- Assignment -
Using the entries that follow, collect the lines where the word "match" appears.

++++ Records for the task ++++

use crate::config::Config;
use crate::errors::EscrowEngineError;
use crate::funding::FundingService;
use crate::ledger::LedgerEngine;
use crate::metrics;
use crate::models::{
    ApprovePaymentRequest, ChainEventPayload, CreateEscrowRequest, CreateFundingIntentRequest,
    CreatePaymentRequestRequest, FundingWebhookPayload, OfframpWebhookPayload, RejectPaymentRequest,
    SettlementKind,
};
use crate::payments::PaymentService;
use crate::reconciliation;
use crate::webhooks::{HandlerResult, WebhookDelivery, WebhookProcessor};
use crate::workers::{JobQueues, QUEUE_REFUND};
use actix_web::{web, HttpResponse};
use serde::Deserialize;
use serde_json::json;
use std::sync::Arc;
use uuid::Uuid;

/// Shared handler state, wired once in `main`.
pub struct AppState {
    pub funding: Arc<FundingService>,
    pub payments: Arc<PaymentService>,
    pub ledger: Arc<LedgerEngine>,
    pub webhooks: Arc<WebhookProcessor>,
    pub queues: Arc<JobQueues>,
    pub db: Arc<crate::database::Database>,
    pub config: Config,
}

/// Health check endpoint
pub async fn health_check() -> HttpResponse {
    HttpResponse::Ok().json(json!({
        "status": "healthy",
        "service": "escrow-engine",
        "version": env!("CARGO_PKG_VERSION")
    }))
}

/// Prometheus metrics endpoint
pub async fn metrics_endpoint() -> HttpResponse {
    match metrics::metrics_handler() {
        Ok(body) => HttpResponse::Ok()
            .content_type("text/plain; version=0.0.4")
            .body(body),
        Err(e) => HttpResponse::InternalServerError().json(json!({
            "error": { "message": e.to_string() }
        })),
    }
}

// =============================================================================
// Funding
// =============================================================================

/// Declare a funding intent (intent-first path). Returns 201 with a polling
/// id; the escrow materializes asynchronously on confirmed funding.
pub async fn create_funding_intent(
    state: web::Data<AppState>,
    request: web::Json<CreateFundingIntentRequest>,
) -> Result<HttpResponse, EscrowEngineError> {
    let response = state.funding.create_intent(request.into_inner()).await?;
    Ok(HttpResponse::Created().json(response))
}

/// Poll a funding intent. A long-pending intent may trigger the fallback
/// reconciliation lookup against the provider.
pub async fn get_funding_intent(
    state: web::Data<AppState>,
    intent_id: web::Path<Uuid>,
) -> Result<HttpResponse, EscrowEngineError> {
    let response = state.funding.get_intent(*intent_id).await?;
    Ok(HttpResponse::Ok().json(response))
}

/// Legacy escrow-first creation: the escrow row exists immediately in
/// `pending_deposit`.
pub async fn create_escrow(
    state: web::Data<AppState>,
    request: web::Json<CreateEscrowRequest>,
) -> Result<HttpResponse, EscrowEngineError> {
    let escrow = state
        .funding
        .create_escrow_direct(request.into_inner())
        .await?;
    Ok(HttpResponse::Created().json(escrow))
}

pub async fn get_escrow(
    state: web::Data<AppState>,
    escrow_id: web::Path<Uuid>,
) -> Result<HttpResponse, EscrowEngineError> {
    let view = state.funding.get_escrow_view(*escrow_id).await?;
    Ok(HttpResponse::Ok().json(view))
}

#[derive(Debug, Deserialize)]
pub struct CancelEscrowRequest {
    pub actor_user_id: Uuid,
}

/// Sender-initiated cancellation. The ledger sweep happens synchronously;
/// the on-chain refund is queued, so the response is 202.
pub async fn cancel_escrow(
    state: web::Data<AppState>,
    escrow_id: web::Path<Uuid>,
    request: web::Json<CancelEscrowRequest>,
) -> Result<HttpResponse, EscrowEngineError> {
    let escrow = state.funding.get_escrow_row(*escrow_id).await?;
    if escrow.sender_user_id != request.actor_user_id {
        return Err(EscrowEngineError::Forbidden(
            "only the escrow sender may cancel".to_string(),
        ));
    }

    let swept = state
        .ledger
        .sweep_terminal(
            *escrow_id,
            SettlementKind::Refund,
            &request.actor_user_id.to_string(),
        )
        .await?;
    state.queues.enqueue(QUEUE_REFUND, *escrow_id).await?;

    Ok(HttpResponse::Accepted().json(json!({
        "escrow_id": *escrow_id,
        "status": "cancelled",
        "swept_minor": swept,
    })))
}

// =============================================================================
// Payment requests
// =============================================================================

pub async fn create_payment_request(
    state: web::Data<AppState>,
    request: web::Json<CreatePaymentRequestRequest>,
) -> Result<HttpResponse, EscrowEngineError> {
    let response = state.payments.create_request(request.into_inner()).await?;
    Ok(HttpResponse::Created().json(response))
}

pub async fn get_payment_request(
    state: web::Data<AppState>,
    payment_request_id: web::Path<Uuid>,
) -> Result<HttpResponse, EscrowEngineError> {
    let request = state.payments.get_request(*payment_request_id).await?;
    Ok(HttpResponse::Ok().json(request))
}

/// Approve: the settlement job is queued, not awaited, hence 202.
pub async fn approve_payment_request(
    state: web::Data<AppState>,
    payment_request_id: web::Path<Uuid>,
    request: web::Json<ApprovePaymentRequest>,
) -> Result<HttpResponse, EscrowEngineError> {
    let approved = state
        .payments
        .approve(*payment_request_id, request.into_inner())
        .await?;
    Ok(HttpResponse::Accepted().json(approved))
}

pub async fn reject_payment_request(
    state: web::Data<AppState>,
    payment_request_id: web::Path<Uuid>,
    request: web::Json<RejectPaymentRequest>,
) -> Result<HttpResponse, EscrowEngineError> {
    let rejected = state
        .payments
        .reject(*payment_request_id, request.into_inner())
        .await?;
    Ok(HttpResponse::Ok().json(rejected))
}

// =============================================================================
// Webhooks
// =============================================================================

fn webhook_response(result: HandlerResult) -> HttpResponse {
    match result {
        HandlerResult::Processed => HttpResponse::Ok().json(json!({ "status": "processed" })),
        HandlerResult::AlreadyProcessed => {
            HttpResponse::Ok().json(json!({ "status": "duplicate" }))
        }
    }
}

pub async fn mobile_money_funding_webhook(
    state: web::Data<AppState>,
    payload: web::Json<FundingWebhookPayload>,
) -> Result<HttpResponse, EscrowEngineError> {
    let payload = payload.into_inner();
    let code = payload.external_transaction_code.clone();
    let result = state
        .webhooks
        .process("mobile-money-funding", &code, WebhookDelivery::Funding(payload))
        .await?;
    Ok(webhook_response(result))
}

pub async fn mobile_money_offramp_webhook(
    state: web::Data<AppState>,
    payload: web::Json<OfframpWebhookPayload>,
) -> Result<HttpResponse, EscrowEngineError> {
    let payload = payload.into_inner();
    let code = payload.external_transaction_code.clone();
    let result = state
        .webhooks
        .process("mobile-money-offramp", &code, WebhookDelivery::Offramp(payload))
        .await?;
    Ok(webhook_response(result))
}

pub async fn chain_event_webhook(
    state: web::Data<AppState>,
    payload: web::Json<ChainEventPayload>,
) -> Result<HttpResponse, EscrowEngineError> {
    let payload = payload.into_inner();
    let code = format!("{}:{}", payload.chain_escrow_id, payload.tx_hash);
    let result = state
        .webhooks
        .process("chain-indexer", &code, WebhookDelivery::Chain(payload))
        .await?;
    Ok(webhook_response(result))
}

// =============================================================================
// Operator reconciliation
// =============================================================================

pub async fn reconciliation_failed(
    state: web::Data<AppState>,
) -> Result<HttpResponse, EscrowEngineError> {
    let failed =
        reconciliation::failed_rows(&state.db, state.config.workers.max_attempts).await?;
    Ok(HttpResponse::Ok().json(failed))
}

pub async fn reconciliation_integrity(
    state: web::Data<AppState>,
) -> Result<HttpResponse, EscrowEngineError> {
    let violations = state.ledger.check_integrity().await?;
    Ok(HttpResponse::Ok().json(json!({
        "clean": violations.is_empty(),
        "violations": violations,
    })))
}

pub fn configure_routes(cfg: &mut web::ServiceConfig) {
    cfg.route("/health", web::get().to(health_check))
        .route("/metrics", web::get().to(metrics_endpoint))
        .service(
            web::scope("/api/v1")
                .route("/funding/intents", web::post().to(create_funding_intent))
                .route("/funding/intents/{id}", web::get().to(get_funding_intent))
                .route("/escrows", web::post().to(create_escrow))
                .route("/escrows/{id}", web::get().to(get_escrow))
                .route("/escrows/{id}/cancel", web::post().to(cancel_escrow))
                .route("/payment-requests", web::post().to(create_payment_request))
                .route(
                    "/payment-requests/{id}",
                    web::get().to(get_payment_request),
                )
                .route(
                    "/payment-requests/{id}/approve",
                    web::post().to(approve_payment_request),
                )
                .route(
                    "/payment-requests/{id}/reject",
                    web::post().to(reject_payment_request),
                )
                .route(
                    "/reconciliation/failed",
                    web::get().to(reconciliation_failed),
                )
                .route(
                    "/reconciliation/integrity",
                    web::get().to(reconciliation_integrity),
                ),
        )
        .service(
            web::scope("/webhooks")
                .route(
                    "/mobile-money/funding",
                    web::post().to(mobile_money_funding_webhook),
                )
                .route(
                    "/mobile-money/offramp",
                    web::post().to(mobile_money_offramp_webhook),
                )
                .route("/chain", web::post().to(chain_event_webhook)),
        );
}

++++

- Solved exercise -
    match metrics::metrics_handler() {
    match result {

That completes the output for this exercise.